在动物中, 脂肪过度积累会严重影响雌性的繁殖性能; 在母猪妊娠期肥胖研究中发现, 母猪背膘大于24 mm时候, 过度积累的脂肪, 会促进胎盘组织脂质毒性环境发生, 致使氧化应激和炎症反应加剧, 造成弱仔(Low Birth Weight, LBW)比例增加[24]。肝脏能够合成卵黄源蛋白等高密度脂蛋白及为卵发育提供能量的中性脂油滴, 其转运至卵巢并调控卵巢的发育[25,26]。在Mansour等[27]研究中发现脂滴均匀分布的卵为好卵, 受精率较高, 而脂滴均匀成块、大面积分布的卵为坏卵, 受精卵低或无法受精。在本研究中, group 1和2中脂质均匀分布在卵母细胞中, 而group 3和4中脂质成块堆积在卵母细胞中(图 4), 表明group 1和2的卵巢和卵子质量比group 3和4好; 因此, group 1和2的产卵比、受精率和出苗量高, 且畸形率低(图 5—7)。脂肪过度积累甚至还会隔代遗传影响动物子代胚胎质量和代谢功能, 在连续16周高脂投喂的小鼠模型中, 其卵子质量、排卵率和子代胚胎发育均比正常投喂组差[28,29];高糖高脂饮食导致肥胖会损伤小鼠的卵子质量, 这种影响甚至会持续三代[30]。

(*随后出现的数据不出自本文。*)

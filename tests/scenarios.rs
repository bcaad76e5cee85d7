//! End-to-end scenarios: raw venue quotes through ingestion, filtering and classification.

use depthx_rs::engine::classifier::classify;
use depthx_rs::engine::filter::{filter, FilterParams, PriceRange};
use depthx_rs::engine::types::{Intensity, Side, Venue, VenueSet};
use depthx_rs::market_data::adapters::{RawLevel, RawSnapshot, VenueQuotes};
use depthx_rs::market_data::normaliser::Normaliser;

fn raw(price: f64, quantity: f64) -> RawLevel {
    RawLevel { price, quantity, timestamp: 1_700_000_000_000 }
}

fn quotes(venue: Venue, bids: Vec<RawLevel>, asks: Vec<RawLevel>) -> VenueQuotes {
    VenueQuotes { venue, bids, asks }
}

fn ingest(venues: Vec<VenueQuotes>) -> depthx_rs::engine::types::OrderbookData {
    let raw = RawSnapshot { symbol: "BTC-USD".into(), timestamp: 1, venues };
    Normaliser::default().ingest(&raw).snapshot
}

#[test]
fn shared_bucket_across_two_venues_is_medium() {
    let snapshot = ingest(vec![
        quotes(Venue::Binance, vec![raw(65_000.0, 3.0)], vec![]),
        quotes(Venue::Okx, vec![raw(65_000.0, 3.0)], vec![]),
        quotes(Venue::Bybit, vec![raw(65_100.0, 1.0)], vec![]),
    ]);
    let active: VenueSet = [Venue::Binance, Venue::Okx, Venue::Bybit].into_iter().collect();
    let zones = classify(&snapshot, active);

    assert!(zones.high.is_empty());
    assert_eq!(zones.medium.len(), 1);
    assert_eq!(zones.medium[0].price_level, 65_000.0);
    assert_eq!(zones.medium[0].total_volume, 6.0);
    assert_eq!(zones.medium[0].venues.len(), 2);
    assert_eq!(zones.low.len(), 1);
    assert_eq!(zones.low[0].price_level, 65_100.0);
    assert_eq!(zones.low[0].intensity, Intensity::Low);
}

#[test]
fn quantity_filter_empties_asks_but_keeps_mid() {
    let snapshot = ingest(vec![quotes(
        Venue::Binance,
        vec![raw(69_900.0, 1.0)],
        vec![raw(70_000.0, 0.05)],
    )]);
    let shown = filter(&snapshot, &FilterParams::new(PriceRange::UNBOUNDED, 0.1));

    assert!(shown.asks.is_empty());
    assert_eq!(shown.bids.len(), 1);
    assert_eq!(shown.current_price, Some(69_950.0));
    assert_eq!(shown.current_price, snapshot.current_price);
    assert_eq!(shown.spread, snapshot.spread);
}

#[test]
fn no_active_venues_means_no_zones() {
    let snapshot = ingest(vec![quotes(
        Venue::Deribit,
        vec![raw(64_950.0, 2.0)],
        vec![raw(65_050.0, 2.0)],
    )]);
    let zones = classify(&snapshot, VenueSet::empty());
    assert!(zones.high.is_empty() && zones.medium.is_empty() && zones.low.is_empty());
}

#[test]
fn one_sided_book_has_no_stats_but_still_has_bid_zones() {
    let snapshot = ingest(vec![
        quotes(Venue::Binance, vec![raw(64_990.0, 2.0)], vec![]),
        quotes(Venue::Okx, vec![raw(64_960.0, 2.0)], vec![]),
        quotes(Venue::Bybit, vec![raw(65_020.0, 2.0)], vec![]),
    ]);
    assert!(snapshot.asks.is_empty());
    assert_eq!(snapshot.current_price, None);
    assert_eq!(snapshot.spread, None);

    let zones = classify(&snapshot, VenueSet::all());
    assert_eq!(zones.high.len(), 1);
    assert_eq!(zones.high[0].side, Side::Bid);
    assert_eq!(zones.high[0].price_level, 65_000.0);
}

#[test]
fn equal_volume_zones_order_by_price() {
    let snapshot = ingest(vec![
        quotes(Venue::Binance, vec![raw(64_800.0, 1.5)], vec![raw(65_400.0, 1.5)]),
        quotes(Venue::Okx, vec![raw(64_600.0, 1.5)], vec![]),
    ]);
    let zones = classify(&snapshot, VenueSet::all());
    let levels: Vec<f64> = zones.low.iter().map(|z| z.price_level).collect();
    assert_eq!(levels, vec![64_600.0, 64_800.0, 65_400.0]);
}

#[test]
fn malformed_levels_never_reach_the_ladder() {
    let snapshot = ingest(vec![quotes(
        Venue::Bybit,
        vec![raw(f64::NAN, 1.0), raw(64_900.0, -1.0), raw(64_950.0, 1.0)],
        vec![raw(0.0, 1.0), raw(65_050.0, f64::INFINITY)],
    )]);
    assert_eq!(snapshot.bids.len(), 1);
    assert!(snapshot.asks.is_empty());
    assert_eq!(classify(&snapshot, VenueSet::all()).len(), 1);
}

在人类中, 越来越多的研究表明, 肥胖会对女性生殖系统产生不良影响, 引起生育能力下降及性激素的缺乏[31]。促黄体生成素(LH)是由腺垂体细胞分泌的一种促性腺激素, 可促进胆固醇在性腺细胞内转化成性激素。在肥胖女性中, LH激素水平显著低于正常体重女性[32,33]。在鱼类卵巢中, LH与FSH共同作用, 促进卵泡分泌甾体激素, 触发排卵[34]。卵黄蛋白原(Vitellogenin, VTG)是进行卵黄合成的重要物质, 是鱼类生殖过程中重要的生殖蛋白[35]。VTG在肝脏中合成, 后随血液循环进入卵母细胞,在卵母细胞发育过程中水解为卵黄蛋白[36], 可为将来胚胎生长发育提供必需的营养。在爪蟾中,VTG能转运Zn2+, Zn2+对胚胎发育非常重要, 缺乏会导致胚胎器官畸形[37]。本研究结果发现, 脂肪高的群体group 3和group 4血清LH和 VTG水平显著低于脂肪低的野生群体和group 2(图 8)。此外, 脂肪过度沉积的母本在注射催产药物后, 会发生排卵不完全甚至不排卵, 从而导致母鱼大量死亡, 这在很大程度上影响了黄颡鱼苗种生产和产业的进一步发展[38, 39]。

综上所述, 黄颡鱼母本脂肪过度沉积会影响卵子和苗种质量, 而肠系膜脂肪指数(MFI)可以作为一个很好的脂肪含量指示参数。在黄颡鱼等杂食性和肉食性鱼类的亲本培育过程中, 不能按照传统的商品鱼养殖方式, 要制定一套合理的亲本培育操作规范; 只有深入研究和了解亲本的营养需求, 合理投喂减少肠系膜脂肪沉积, 改善繁殖性能, 才能生产出高质量的苗种。